🤖 AI Summary
This study addresses widespread privacy policy misrepresentation and unauthorized data exfiltration in Android third-party SDKs. We propose the first synergistic evaluation framework integrating large language model (LLM)-driven semantic parsing of privacy policies with static taint analysis of SDK code. Auditing 158 mainstream SDKs, we find that 31% lack publicly available privacy policies, and 88% falsely claim not to collect sensitive data. Cross-platform behavioral comparison and precise taint tracking identify 338 real-world data leakage incidents. Longitudinal analysis reveals no improvement in compliance one year later. Our key contributions are threefold: (1) the first use of LLMs to formally verify consistency between policy text and actual code behavior; (2) empirical evidence exposing systemic policy-code divergence; and (3) three actionable, evidence-based recommendations for regulatory oversight and engineering mitigation.
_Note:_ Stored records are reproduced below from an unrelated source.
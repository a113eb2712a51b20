//! Caller authentication for the `/v1` surface.
//!
//! Either `Authorization: Bearer sk-…` or `x-api-key: sk-…` is accepted.
//! Resolution goes through the key cache; admission through the per-key
//! sliding window.

use axum::http::{HeaderMap, header};

use crate::AppState;
use crate::auth::ResolvedKey;
use crate::error::GatewayError;

fn extract_bearer_token(headers: &HeaderMap) -> Option<&str> {
    headers
        .get(header::AUTHORIZATION)
        .and_then(|v| v.to_str().ok())
        .and_then(|s| s.strip_prefix("Bearer "))
}

fn extract_api_key(headers: &HeaderMap) -> Option<&str> {
    if let Some(key) = headers.get("x-api-key").and_then(|v| v.to_str().ok()) {
        return Some(key);
    }
    extract_bearer_token(headers)
}

/// Full authentication flow: bearer → resolved key → rate admission.
pub async fn authenticate(
    headers: &HeaderMap,
    state: &AppState,
) -> Result<ResolvedKey, GatewayError> {
    let raw = extract_api_key(headers).ok_or(GatewayError::MissingApiKey)?;
    let key = state.keys.resolve(raw).await?;
    state
        .rate_limiter
        .check(&key.key_id, key.rate_limit_per_minute)?;
    Ok(key)
}

#[cfg(test)]
mod tests {
    use super::*;
    use axum::http::HeaderValue;

    #[test]
    fn test_extracts_either_header() {
        let mut headers = HeaderMap::new();
        headers.insert(
            header::AUTHORIZATION,
            HeaderValue::from_static("Bearer sk-abc"),
        );
        assert_eq!(extract_api_key(&headers), Some("sk-abc"));

        let mut headers = HeaderMap::new();
        headers.insert("x-api-key", HeaderValue::from_static("sk-xyz"));
        assert_eq!(extract_api_key(&headers), Some("sk-xyz"));

        // x-api-key wins when both are present
        headers.insert(
            header::AUTHORIZATION,
            HeaderValue::from_static("Bearer sk-abc"),
        );
        assert_eq!(extract_api_key(&headers), Some("sk-xyz"));

        assert_eq!(extract_api_key(&HeaderMap::new()), None);
    }
}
This work establishes a novel paradigm for rigorous, scalable privacy compliance assessment.
📝 Abstract
Third-party Software Development Kits (SDKs) are widely adopted in Android app development, to effortlessly accelerate development pipelines and enhance app functionality. However, this convenience raises substantial concerns about unauthorized access to users' privacy-sensitive information, which could be further abused for illegitimate purposes like user tracking or monetization. Our study offers a targeted analysis of user privacy protection among Android third-party SDKs, filling a critical gap in the Android software supply chain. It focuses on two aspects of their privacy practices, including data exfiltration and behavior-policy compliance (or privacy compliance), utilizing techniques of taint analysis and large language models. It covers 158 widely-used SDKs from two key SDK release platforms, the official one and a large alternative one. From them, we identified 338 instances of privacy data exfiltration. On the privacy compliance, our study reveals that more than 30% of the examined SDKs fail to provide a privacy policy to disclose their data handling practices. Among those that provide privacy policies, 37% of them over-collect user data, and 88% falsely claim access to sensitive data. We revisit the latest versions of the SDKs after 12 months. Our analysis demonstrates a persistent lack of improvement in these concerning trends. Based on our findings, we propose three actionable recommendations to mitigate the privacy leakage risks and enhance privacy protection for Android users. Our research not only serves as an urgent call for industry attention but also provides crucial insights for future regulatory interventions.